The Gamer Geeks were mixed about the game. A few of the elitist players found the game to be casual and very light. Almost too light, but they also recognized that the game did require thinking and planning. They also recognized that no amount of planning could account for luck. According to one Gamer Geek, “The game is all about evaluating the current situation and then making a lot of assumptions. But since the deck of Number cards is always limited and then the numerical values of cards are always randomized, it makes the game feel more luck involved than skill. Still, I enjoyed it. I’d play it again as a filler and definitely with my family.” However, not all Gamer Geeks felt the same. According to another Gamer Geek, “The game is completely luck-based, and the only thinking you have to do is which number – if you are lucky enough to have it – to mark off. You will always want to try to complete rows and columns, so which number to mark off is also a no-brainer. I think the game would be fine for families, but this is not a game for anyone who wants a game with depth, strategy, tactics, or time value.” When the votes were all in, the Gamer Geeks rejected Super Mega Lucky Box.

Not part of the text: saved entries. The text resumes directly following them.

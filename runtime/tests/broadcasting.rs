//! Integration tests for Store action broadcasting
//!
//! Actions produced by effects are broadcast to observers, which is how a
//! host waits for a flow to reach a terminal outcome without polling state.

#![allow(clippy::unwrap_used, clippy::expect_used, clippy::panic)] // Test code can use unwrap/expect/panic

use std::time::Duration;
use tokio::sync::broadcast;
use tokio_test::assert_ok;
use webview_auth_core::{SmallVec, effect::Effect, reducer::Reducer, smallvec};
use webview_auth_runtime::{Store, StoreConfig, StoreError};

// ============================================================================
// Test Fixtures
// ============================================================================

#[derive(Debug, Clone, PartialEq)]
enum PageAction {
    /// Begin loading a page with the given id
    Load { id: u64 },
    /// One redirect hop finished
    Hop { id: u64, hop: u32 },
    /// Load finished (terminal action)
    Loaded { id: u64 },
    /// Load aborted (terminal action)
    Aborted { id: u64 },
}

#[derive(Debug, Clone, Default)]
struct PageState {
    hops: Vec<u32>,
    finished: Vec<u64>,
}

#[derive(Clone)]
struct PageEnvironment {
    max_hops: u32,
}

#[derive(Clone)]
struct PageReducer;

impl Reducer for PageReducer {
    type State = PageState;
    type Action = PageAction;
    type Environment = PageEnvironment;

    fn reduce(
        &self,
        state: &mut Self::State,
        action: Self::Action,
        env: &Self::Environment,
    ) -> SmallVec<[Effect<Self::Action>; 4]> {
        match action {
            PageAction::Load { id } => {
                state.hops.clear();
                if env.max_hops == 0 {
                    return smallvec![Effect::future(async move { Some(PageAction::Aborted { id }) })];
                }
                smallvec![Effect::future(async move {
                    tokio::time::sleep(Duration::from_millis(5)).await;
                    Some(PageAction::Hop { id, hop: 1 })
                })]
            },
            PageAction::Hop { id, hop } => {
                state.hops.push(hop);
                if hop < env.max_hops {
                    smallvec![Effect::future(async move {
                        tokio::time::sleep(Duration::from_millis(5)).await;
                        Some(PageAction::Hop { id, hop: hop + 1 })
                    })]
                } else {
                    smallvec![Effect::future(async move { Some(PageAction::Loaded { id }) })]
                }
            },
            PageAction::Loaded { id } => {
                state.finished.push(id);
                smallvec![Effect::None]
            },
            PageAction::Aborted { .. } => smallvec![Effect::None],
        }
    }
}

fn init_tracing() {
    let _ = tracing_subscriber::fmt()
        .with_test_writer()
        .with_env_filter("webview_auth_runtime=trace")
        .try_init();
}

fn is_terminal(action: &PageAction) -> bool {
    matches!(action, PageAction::Loaded { .. } | PageAction::Aborted { .. })
}

/// Collect broadcast actions up to and including the first terminal one.
async fn until_terminal(rx: &mut broadcast::Receiver<PageAction>) -> Vec<PageAction> {
    let mut seen = Vec::new();
    while seen.last().is_none_or(|a| !is_terminal(a)) {
        let action = tokio::time::timeout(Duration::from_secs(1), rx.recv())
            .await
            .expect("action before timeout")
            .unwrap();
        seen.push(action);
    }
    seen
}

// ============================================================================
// Tests
// ============================================================================

#[tokio::test]
async fn test_multi_step_feedback_reaches_terminal() {
    init_tracing();
    let store = Store::new(PageState::default(), PageReducer, PageEnvironment { max_hops: 3 });
    let mut rx = store.subscribe_actions();

    assert_ok!(store.send(PageAction::Load { id: 7 }).await);

    let seen = until_terminal(&mut rx).await;
    assert_eq!(seen.last(), Some(&PageAction::Loaded { id: 7 }));
    assert_eq!(store.state(|s| s.hops.clone()).await, vec![1, 2, 3]);

    // The terminal action is broadcast before it is reduced
    tokio::time::sleep(Duration::from_millis(10)).await;
    assert_eq!(store.state(|s| s.finished.clone()).await, vec![7]);
}

#[tokio::test]
async fn test_immediate_terminal() {
    let store = Store::new(PageState::default(), PageReducer, PageEnvironment { max_hops: 0 });
    let mut rx = store.subscribe_actions();

    store.send(PageAction::Load { id: 1 }).await.unwrap();

    assert_eq!(until_terminal(&mut rx).await, vec![PageAction::Aborted { id: 1 }]);
}

#[tokio::test]
async fn test_subscribers_see_every_produced_action_in_order() {
    let store = Store::new(PageState::default(), PageReducer, PageEnvironment { max_hops: 2 });
    let mut rx = store.subscribe_actions();

    store.send(PageAction::Load { id: 3 }).await.unwrap();

    assert_eq!(
        until_terminal(&mut rx).await,
        vec![
            PageAction::Hop { id: 3, hop: 1 },
            PageAction::Hop { id: 3, hop: 2 },
            PageAction::Loaded { id: 3 },
        ]
    );
}

#[tokio::test]
async fn test_sent_actions_are_not_broadcast() {
    let store = Store::new(PageState::default(), PageReducer, PageEnvironment { max_hops: 1 });
    let mut rx = store.subscribe_actions();

    store.send(PageAction::Loaded { id: 9 }).await.unwrap();

    assert!(rx.try_recv().is_err());
}

#[tokio::test]
async fn test_send_after_shutdown_is_rejected() {
    let store = Store::with_config(
        PageState::default(),
        PageReducer,
        PageEnvironment { max_hops: 1 },
        StoreConfig::default().with_broadcast_capacity(4),
    );
    store.shutdown(Duration::from_millis(100)).await.unwrap();

    let result = store.send(PageAction::Load { id: 2 }).await;

    assert!(matches!(result, Err(StoreError::ShutdownInProgress)));
    assert!(store.state(|s| s.hops.is_empty()).await);
}

#[tokio::test]
async fn test_shutdown_drains_a_feedback_chain_started_before_it() {
    init_tracing();
    let store = Store::new(PageState::default(), PageReducer, PageEnvironment { max_hops: 3 });

    assert_ok!(store.send(PageAction::Load { id: 5 }).await);
    assert_ok!(store.shutdown(Duration::from_secs(1)).await);

    // Every hop was fed back and reduced even though shutdown had begun
    assert_eq!(store.state(|s| s.hops.clone()).await, vec![1, 2, 3]);
    assert_eq!(store.state(|s| s.finished.clone()).await, vec![5]);
    assert_eq!(store.pending_effects(), 0);
}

Light and breezy with just enough thinking and the excitement of not know what is coming makes this little game charming. It’s a game I can play with my kids without issue, a game I can play with adults without effort, and I can play the game with both groups, regardless of age or experience, without concern. This makes the game a winner. It keeps everyone at the table engaged and motivated.
Unless you are elitist, I suppose. Unfortunately, Super Mega Lucky Box lacks the grit to hook and keep the attention of the Gamer Geeks. There is just not enough “game” in the “game.” That, however, only means Super Mega Lucky Box wasn’t intended for this crowd, which is perfectly fine.
I enjoyed the game and look forward to playing it with friends and family in the future. It would also work great for when we can all go to gaming conventions again. Small enough to put in your bag and big enough to keep a group happily occupied while you wait for your pizza, beer, friends, or next game to start. Do try Super Mega Lucky Box with you and yours when time allows. You don’t need to be lucky to enjoy it.
This game was given to Father Geek as a review copy. Father Geek was not paid, bribed, wined, dined, or threatened in vain hopes of influencing this review. Such is the statuesque and legendary integrity of Father Geek.